You wish to unit test your controller and service consuming a JSONP API.
Let’s have a look again at our example we wish to test:
var app = angular.module("MyApp", ["ngResource"]);
app.factory("TwitterAPI", function($resource) {
return $resource("http://search.twitter.com/search.json",
{ callback: "JSON_CALLBACK" },
{ get: { method: "JSONP" }});
});
app.controller("MyCtrl", function($scope, TwitterAPI) {
$scope.search = function() {
$scope.searchResult = TwitterAPI.get({ q: $scope.searchTerm });
};
});
Note that it slightly changed from the previous recipe as the TwitterAPI
is pulled out of the controller and resides in its own service now.

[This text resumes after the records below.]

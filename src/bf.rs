// Copyright 2017 Adam Greig
// Licensed under the MIT license, see LICENSE for details.

//! The bit-flipping (BF) decoder: an iterative hard-decision decoder based
//! on the original Gallager algorithm.
//!
//! BF is a heuristic -- a `false` return means its fixed iteration schedule
//! didn't converge, not that the input was undecodable. It is, however,
//! cheap and allocation-free, which is why it is the decoder of choice on
//! constrained platforms; [`crate::mp`] trades that for closer-to-optimal
//! decoding using soft information.

use crate::bits::{get_bit, set_bit};
use crate::code::LdpcCode;
use crate::erasure::decode_erasures;
use crate::error::{require, Result};

const MAX_ITERS: usize = 20;

/// Decodes `hard` (the received `n/8`-byte hard-decision bitstream) into
/// `output` (the full `code.output_len()`-byte codeword, including
/// reconstructed punctured parity). `scratch` is `n+p` bytes of
/// caller-owned working area, reused first by the erasure pre-decoder (for
/// punctured codes) and then as this decoder's per-variable violation
/// counters.
///
/// Returns `(converged, iterations)`. On success the first `k/8` bytes of
/// `output` are the recovered information bits. On failure `output` still
/// holds the last candidate, which typically contains most corrections.
pub fn decode_bf(
    code: LdpcCode,
    ci: &[u16],
    cs: &[u16],
    vi: &[u16],
    vs: &[u16],
    hard: &[u8],
    output: &mut [u8],
    scratch: &mut [u8],
) -> Result<(bool, usize)> {
    let params = code.params();
    require("hard", hard.len(), params.n / 8)?;
    require("output", output.len(), code.output_len())?;
    require("scratch", scratch.len(), params.n + params.p)?;

    if matches!(code, LdpcCode::None) {
        return Ok((false, 0));
    }

    let n = params.n;
    let total = n + params.p;
    let num_checks = code.num_checks();

    output[..n / 8].copy_from_slice(&hard[..n / 8]);

    if params.p > 0 {
        decode_erasures(code, ci, cs, vi, vs, output, scratch)?;
    }

    for iter in 0..MAX_ITERS {
        for v in scratch[..total].iter_mut() {
            *v = 0;
        }

        for i in 0..num_checks {
            let neighbours = &ci[cs[i] as usize..cs[i + 1] as usize];
            let mut parity = 0u8;
            for &a in neighbours {
                parity ^= get_bit(output, a as usize) as u8;
            }
            if parity & 1 == 1 {
                for &a in neighbours {
                    let a = a as usize;
                    scratch[a] = scratch[a].saturating_add(1);
                }
            }
        }

        let max_violations = scratch[..total].iter().copied().max().unwrap_or(0);
        if max_violations == 0 {
            #[cfg(feature = "logging")]
            log::trace!("bf decode converged for {code:?} after {iter} iterations");
            return Ok((true, iter));
        }

        // Flip every bit at the maximum violation count simultaneously.
        // This is the original Gallager tie-breaking rule and what the
        // fixture-level test vectors assume; flipping a single
        // deterministically-chosen bit instead would converge differently.
        for a in 0..total {
            if scratch[a] == max_violations {
                let cur = get_bit(output, a);
                set_bit(output, a, !cur);
            }
        }
    }

    #[cfg(feature = "logging")]
    log::trace!("bf decode failed to converge for {code:?} after {MAX_ITERS} iterations");
    Ok((false, MAX_ITERS))
}
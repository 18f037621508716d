//! Backtest runner — wires together config, data loading, the engine,
//! and artifact export.

use papertrade_core::decision::DecisionSource;
use papertrade_core::engine::{run_backtest, BacktestReport, EngineError};
use std::path::PathBuf;
use thiserror::Error;

use crate::config::{ConfigError, RunConfig};
use crate::data_loader::{load_all_bars, LoadError};
use crate::reporting::write_equity_csv;

/// Errors from the runner.
#[derive(Debug, Error)]
pub enum RunError {
    #[error("config error: {0}")]
    Config(#[from] ConfigError),
    #[error("data error: {0}")]
    Data(#[from] LoadError),
    #[error("engine error: {0}")]
    Engine(#[from] EngineError),
    #[error("failed to write artifact: {0}")]
    Artifact(#[from] anyhow::Error),
}

/// Outcome of a historic run: the engine report plus where the equity
/// artifact was written.
#[derive(Debug)]
pub struct RunOutcome {
    pub report: BacktestReport,
    pub equity_csv: PathBuf,
    pub run_id: String,
}

/// Run a full historic backtest from a validated config.
///
/// Loads and validates every symbol's bars (any failure is fatal before
/// the ledger is touched), replays them through `source`, and writes the
/// equity curve artifact. An empty curve is logged, not an error.
pub fn run_historic(config: &RunConfig, source: &mut dyn DecisionSource) -> Result<RunOutcome, RunError> {
    let backtest_config = config.backtest_config()?;
    let series = load_all_bars(&config.data.dir, &config.trading.symbols)?;

    let run_id = config.run_id();
    tracing::info!(
        run_id = %run_id,
        symbols = config.trading.symbols.len(),
        lookback = backtest_config.lookback,
        "starting historic run"
    );

    let report = run_backtest(&series, &backtest_config, source)?;

    write_equity_csv(&config.output.equity_csv, &report.equity_curve)?;
    if report.equity_curve.is_empty() {
        tracing::warn!("no equity rows produced; check historic_start and lookback_bars");
    } else {
        tracing::info!(
            rows = report.equity_curve.len(),
            fills = report.portfolio.fills().len(),
            final_equity = report.equity_curve.last().map(|p| p.equity),
            path = %config.output.equity_csv.display(),
            "saved equity curve"
        );
    }

    Ok(RunOutcome {
        report,
        equity_csv: config.output.equity_csv.clone(),
        run_id,
    })
}
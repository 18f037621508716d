//! Bar loading and validation for the runner.
//!
//! One CSV per symbol (`timestamp,open,high,low,close,volume`, RFC 3339
//! timestamps), file name derived from the symbol. Timestamp ordering is
//! validated here rather than in the engine: duplicates and out-of-order
//! rows are rejected at load time, while gaps pass through — the engine
//! indexes bars positionally and is timeframe-agnostic.

use chrono::{DateTime, Utc};
use papertrade_core::domain::Bar;
use serde::Deserialize;
use std::collections::BTreeMap;
use std::path::{Path, PathBuf};
use thiserror::Error;

/// Errors from the data loading layer.
#[derive(Debug, Error)]
pub enum LoadError {
    #[error("no bar file for '{symbol}' (expected {path})")]
    MissingFile { symbol: String, path: PathBuf },

    #[error("failed to read bars for '{symbol}': {source}")]
    Csv {
        symbol: String,
        #[source]
        source: csv::Error,
    },

    #[error(
        "non-monotonic timestamp in '{symbol}' at row {row}: {timestamp} \
         does not increase over the previous bar"
    )]
    NonMonotonicTimestamp {
        symbol: String,
        row: usize,
        timestamp: DateTime<Utc>,
    },

    #[error("insane OHLC values in '{symbol}' at row {row}")]
    InsaneBar { symbol: String, row: usize },
}

#[derive(Debug, Deserialize)]
struct BarRow {
    timestamp: DateTime<Utc>,
    open: f64,
    high: f64,
    low: f64,
    close: f64,
    volume: f64,
}

/// CSV file name for a symbol: path separators are not welcome in file
/// names, so `BTC/USDT` becomes `BTC-USDT.csv`.
pub fn symbol_file_name(symbol: &str) -> String {
    format!("{}.csv", symbol.replace('/', "-"))
}

/// Load one symbol's bars, validating ordering and OHLC sanity.
pub fn load_symbol_bars(dir: &Path, symbol: &str) -> Result<Vec<Bar>, LoadError> {
    let path = dir.join(symbol_file_name(symbol));
    if !path.exists() {
        return Err(LoadError::MissingFile {
            symbol: symbol.to_string(),
            path,
        });
    }

    let mut reader = csv::Reader::from_path(&path).map_err(|source| LoadError::Csv {
        symbol: symbol.to_string(),
        source,
    })?;

    let mut bars: Vec<Bar> = Vec::new();
    for (i, row) in reader.deserialize::<BarRow>().enumerate() {
        let row = row.map_err(|source| LoadError::Csv {
            symbol: symbol.to_string(),
            source,
        })?;
        let bar = Bar {
            timestamp: row.timestamp,
            open: row.open,
            high: row.high,
            low: row.low,
            close: row.close,
            volume: row.volume,
        };
        if !bar.is_sane() {
            return Err(LoadError::InsaneBar {
                symbol: symbol.to_string(),
                row: i,
            });
        }
        if let Some(prev) = bars.last() {
            if bar.timestamp <= prev.timestamp {
                return Err(LoadError::NonMonotonicTimestamp {
                    symbol: symbol.to_string(),
                    row: i,
                    timestamp: bar.timestamp,
                });
            }
        }
        bars.push(bar);
    }

    Ok(bars)
}

/// Load every configured symbol. Any missing or invalid series is fatal:
/// a backtest with a partial universe would silently change meaning.
pub fn load_all_bars(
    dir: &Path,
    symbols: &[String],
) -> Result<BTreeMap<String, Vec<Bar>>, LoadError> {
    let mut series = BTreeMap::new();
    for symbol in symbols {
        let bars = load_symbol_bars(dir, symbol)?;
        tracing::info!(symbol = %symbol, bars = bars.len(), "loaded bar series");
        series.insert(symbol.clone(), bars);
    }
    Ok(series)
}
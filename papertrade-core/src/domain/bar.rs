//! Bar — the fundamental market data unit.

use chrono::{DateTime, Utc};
use serde::{Deserialize, Serialize};

/// OHLCV bar for a single symbol at one time granularity.
///
/// Timestamps are UTC and the granularity itself is not encoded here:
/// the engine treats a series as positionally indexed and only assumes
/// the timestamps are strictly increasing (enforced at load time).
#[derive(Debug, Clone, PartialEq, Serialize, Deserialize)]
pub struct Bar {
    pub timestamp: DateTime<Utc>,
    pub open: f64,
    pub high: f64,
    pub low: f64,
    pub close: f64,
    pub volume: f64,
}

impl Bar {
    /// Basic OHLC sanity check: high >= low, high bounds open/close, etc.
    pub fn is_sane(&self) -> bool {
        self.high >= self.low
            && self.high >= self.open
            && self.high >= self.close
            && self.low <= self.open
            && self.low <= self.close
            && self.open > 0.0
            && self.close > 0.0
    }
}
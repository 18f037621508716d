//! Live (streaming) paper trading loop.
//!
//! Same ledger and broker contract as the backtest, with one
//! difference: there is no future bar to settle against, so decisions
//! execute at the latest observed close. The loop is a plain
//! synchronous poll-sleep cycle; transient feed or adapter trouble is
//! logged and the next cycle proceeds with an untouched ledger.

use papertrade_core::broker::PaperBroker;
use papertrade_core::decision::{Action, DecisionSource};
use papertrade_core::domain::Bar;
use std::collections::{BTreeMap, HashMap};
use std::time::Duration;

use crate::config::RunConfig;

/// Source of streaming bar history, one series per symbol.
///
/// Implementations talk to an exchange or replay fixtures; errors are
/// per-symbol and per-cycle, never fatal to the loop.
pub trait BarFeed {
    fn fetch_history(&mut self, symbol: &str) -> anyhow::Result<Vec<Bar>>;
}

/// One live paper-trading session: a broker plus the trading parameters
/// it runs under.
pub struct LiveSession {
    broker: PaperBroker,
    symbols: Vec<String>,
    lookback: usize,
    order_notional_usd: f64,
    poll_interval: Duration,
}

impl LiveSession {
    pub fn new(config: &RunConfig) -> Self {
        let t = &config.trading;
        Self {
            broker: PaperBroker::new(t.initial_cash_usd),
            symbols: t.symbols.clone(),
            lookback: t.lookback_bars,
            order_notional_usd: t.order_notional_usd,
            poll_interval: Duration::from_secs(t.poll_interval_secs),
        }
    }

    /// Execute one poll-decide-execute cycle.
    ///
    /// A symbol whose fetch fails (or returns nothing) is dropped for
    /// this cycle only: it gets no window, no price, and therefore no
    /// fill. Returns the number of fills applied this cycle.
    pub fn run_cycle(&mut self, feed: &mut dyn BarFeed, source: &mut dyn DecisionSource) -> usize {
        let mut history: BTreeMap<String, Vec<Bar>> = BTreeMap::new();
        let mut last_bars: HashMap<String, Bar> = HashMap::new();

        for symbol in &self.symbols {
            match feed.fetch_history(symbol) {
                Ok(bars) if !bars.is_empty() => {
                    let tail_start = bars.len().saturating_sub(self.lookback);
                    let last = bars.last().cloned().expect("non-empty");
                    history.insert(symbol.clone(), bars[tail_start..].to_vec());
                    last_bars.insert(symbol.clone(), last);
                }
                Ok(_) => {
                    tracing::warn!(symbol = %symbol, "feed returned no bars, skipping symbol");
                }
                Err(err) => {
                    tracing::error!(symbol = %symbol, %err, "failed to fetch bars, skipping symbol");
                }
            }
        }

        if history.is_empty() {
            tracing::warn!("no data this cycle");
            return 0;
        }

        let windows: BTreeMap<String, &[Bar]> = history
            .iter()
            .map(|(sym, bars)| (sym.clone(), bars.as_slice()))
            .collect();
        let decisions = source.decide(&windows);

        let fills_before = self.broker.portfolio().fills().len();
        for asset in &decisions.assets {
            let Some(last) = last_bars.get(&asset.symbol) else {
                continue;
            };
            let price = last.close;
            // Feeds are not forced through bar validation, so the close
            // may be NaN; the inverted guard drops that case as well.
            if !(price > 0.0) {
                continue;
            }
            match asset.action {
                Action::Buy => self.broker.market_buy(
                    last.timestamp,
                    &asset.symbol,
                    self.order_notional_usd,
                    price,
                ),
                Action::Sell => self.broker.market_sell_all(last.timestamp, &asset.symbol, price),
                Action::Hold => {}
            }
        }
        let fills_applied = self.broker.portfolio().fills().len() - fills_before;

        let marks: HashMap<String, f64> = last_bars
            .iter()
            .map(|(sym, bar)| (sym.clone(), bar.close))
            .collect();
        tracing::info!(
            equity = self.broker.equity(&marks),
            cash = self.broker.portfolio().cash_usd(),
            positions = self.broker.portfolio().positions().len(),
            fills = fills_applied,
            "cycle complete"
        );

        fills_applied
    }

    /// Poll forever (or for `max_cycles`), sleeping between cycles.
    /// Interrupting between cycles leaves the ledger fully consistent.
    pub fn run(
        &mut self,
        feed: &mut dyn BarFeed,
        source: &mut dyn DecisionSource,
        max_cycles: Option<u64>,
    ) {
        let mut cycle = 0u64;
        loop {
            self.run_cycle(feed, source);
            cycle += 1;
            if let Some(max) = max_cycles {
                if cycle >= max {
                    return;
                }
            }
            std::thread::sleep(self.poll_interval);
        }
    }

    pub fn broker(&self) -> &PaperBroker {
        &self.broker
    }
}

Use the angular-seed project and the $http_backend mocking service.
describe('MyCtrl', function(){
var scope, ctrl, httpBackend;
beforeEach(module("MyApp"));
beforeEach(
inject(
function($controller, $rootScope, TwitterAPI, $httpBackend) {
httpBackend = $httpBackend;
scope = $rootScope.$new();
ctrl = $controller("MyCtrl", {
$scope: scope, TwitterAPI: TwitterAPI });
var mockData = { key: "test" };
var url = "http://search.twitter.com/search.json?" +
"callback=JSON_CALLBACK&q=angularjs";
httpBackend.whenJSONP(url).respond(mockData);
}
)
);
it('should set searchResult on successful search', function() {
scope.searchTerm = "angularjs";
scope.search();
httpBackend.flush();
expect(scope.searchResult.key).toBe("test");
});
});
You can find the complete example on github.
Since we now have a clear separation between the service and the controller, we can simply inject the TwitterAPI
into our beforeEach
function.
Mocking with the $httpBackend
is done as a last step in beforeEach
. When a JSONP request happens we respond with mockData
. After the search()
is triggered we flush()
the httpBackend
in order to return our mockData
.
Have a look at the ngMock.$httpBackend module for more details.